Health experts won’t ask Americans to take off their masks any time soon.
That’s the take of Eric Toner, a senior scholar at the Johns Hopkins Center for Health Security. He has been preparing for an outbreak like the novel coronavirus as part of his work for years.
Johns Hopkins practices virus simulations as part of is preparedness protocol, with the goal of offering public health experts and policymakers a blueprint of what to do in a pandemic. One of those simulations took place in October 2019, when Toner and a team of researchers launched a coronavirus pandemic simulation in New York, running through various scenarios on how residents, governments and private businesses would hypothetically react to the threat.
One thing that stood out to him: Face coverings are a vital defense to stop the spread of the virus. He believes COVID-19 won’t slow down in the U.S. even as states start to slowly reopen.
“There's going to be no summertime lull with a big wave in the fall,” he said as part of CNET’s Hacking the Apocalypse series. “It's clear that we are having a significant resurgence of cases in the summer, and they'll get bigger. And it'll keep going until we lock things down again.”
The U.S. recently added about 43,000 positive COVID-19 cases to its 2.9 million total, according to the Johns Hopkins University of Medicine. The death total has surpassed 130,000.
Toner, contrasting the novel virus to seasonal influenza, said until there is a vaccine, communities’ best defense to fight it is through creating distance and wearing masks.
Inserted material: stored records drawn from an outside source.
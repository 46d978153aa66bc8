//! `[eval:...]` span scanning and the escaping ladder
use regex::Regex;
use std::sync::LazyLock;

pub const MARKER: &str = "[eval:";

/// `[`, one or more underscores, `eval:`
static ESCAPED_MARKER: LazyLock<Regex> =
    LazyLock::new(|| Regex::new(r"\[(_+)eval:").expect("escaped marker pattern must compile"));

/// Piece of a scalar string
#[derive(Debug, PartialEq, Eq)]
pub enum Segment<'s> {
    Literal(&'s str),
    Expression {
        /// the full `[eval:...]` text
        span: &'s str,
        /// the text between `[eval:` and the matching `]`
        expr: &'s str,
    },
}

/// Split a string into literal text and outermost balanced `[eval:...]` spans
///
/// A marker without a matching closing bracket is literal text.
pub fn segments(input: &str) -> Vec<Segment<'_>> {
    let mut segments = vec![];
    let mut literal_start = 0;
    let mut cursor = 0;

    while let Some(found) = input[cursor..].find(MARKER) {
        let start = cursor + found;
        let Some(end) = matching_bracket(&input[start..]).map(|end| start + end) else {
            // unbalanced, keep looking for a later marker
            cursor = start + 1;
            continue;
        };

        if literal_start < start {
            segments.push(Segment::Literal(&input[literal_start..start]));
        }
        segments.push(Segment::Expression {
            span: &input[start..=end],
            expr: &input[start + MARKER.len()..end],
        });

        cursor = end + 1;
        literal_start = cursor;
    }

    if literal_start < input.len() {
        segments.push(Segment::Literal(&input[literal_start..]));
    }

    segments
}

/// Byte offset of the `]` closing the `[` at offset 0
fn matching_bracket(s: &str) -> Option<usize> {
    let mut depth = 0usize;
    for (offset, byte) in s.bytes().enumerate() {
        match byte {
            b'[' => depth += 1,
            b']' => {
                depth -= 1;
                if depth == 0 {
                    return Some(offset);
                }
            }
            _ => {}
        }
    }
    None
}

/// Remove one level of escaping: `[_eval:` becomes `[eval:`, `[__eval:` becomes `[_eval:`, ...
pub fn unshift(text: &str) -> std::borrow::Cow<'_, str> {
    ESCAPED_MARKER.replace_all(text, |captures: &regex::Captures| {
        format!("[{}eval:", &captures[1][1..])
    })
}

/// Whether evaluating `text` can change it at all
pub fn has_markers(text: &str) -> bool {
    text.contains(MARKER) || ESCAPED_MARKER.is_match(text)
}

#[cfg(test)]
mod test {
    use super::*;
    use pretty_assertions::assert_eq;

    #[test]
    fn plain_text() {
        assert_eq!(segments("no markers"), vec![Segment::Literal("no markers")]);
        assert!(segments("").is_empty());
    }

    #[test]
    fn outermost_spans_only() {
        assert_eq!(
            segments("a [eval: x[0] ] b [eval: [1, [2]] ]"),
            vec![
                Segment::Literal("a "),
                Segment::Expression {
                    span: "[eval: x[0] ]",
                    expr: " x[0] "
                },
                Segment::Literal(" b "),
                Segment::Expression {
                    span: "[eval: [1, [2]] ]",
                    expr: " [1, [2]] "
                },
            ]
        );
    }

    #[test]
    fn unbalanced_marker_is_literal() {
        assert_eq!(
            segments("[eval: [ open [eval:1]"),
            vec![
                Segment::Literal("[eval: [ open "),
                Segment::Expression {
                    span: "[eval:1]",
                    expr: "1"
                },
            ]
        );
    }

    #[test]
    fn escaped_markers_are_not_spans() {
        assert_eq!(
            segments("[_eval: 1]"),
            vec![Segment::Literal("[_eval: 1]")]
        );
    }

    #[test]
    fn unshift_one_level() {
        assert_eq!(
            unshift("[_eval: a] [__eval: b] [_____eval: c] [eval: d]"),
            "[eval: a] [_eval: b] [____eval: c] [eval: d]"
        );
    }

    #[test]
    fn marker_detection() {
        assert!(has_markers("x [eval: 1]"));
        assert!(has_markers("x [___eval: 1]"));
        assert!(!has_markers("eval: plain"));
    }
}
“I think that mask wearing and some degree of social distancing, we will be living with — hopefully living with happily — for several years,” he said. “It's actually pretty straightforward. If we cover our faces, and both you and anyone you're interacting with are wearing a mask, the risk of transmission goes way down.”
Dr. Anthony Fauci, a top official handling the U.S. COVID-19 response, said recently he was cautiously optimistic that there could be a vaccine for the virus by 2021.
For those who refuse to wear a mask in the interim, Toner said they’ll eventually wise up.
“They will get over it," he says. "It's just a question of how many people get sick and die before they get over it."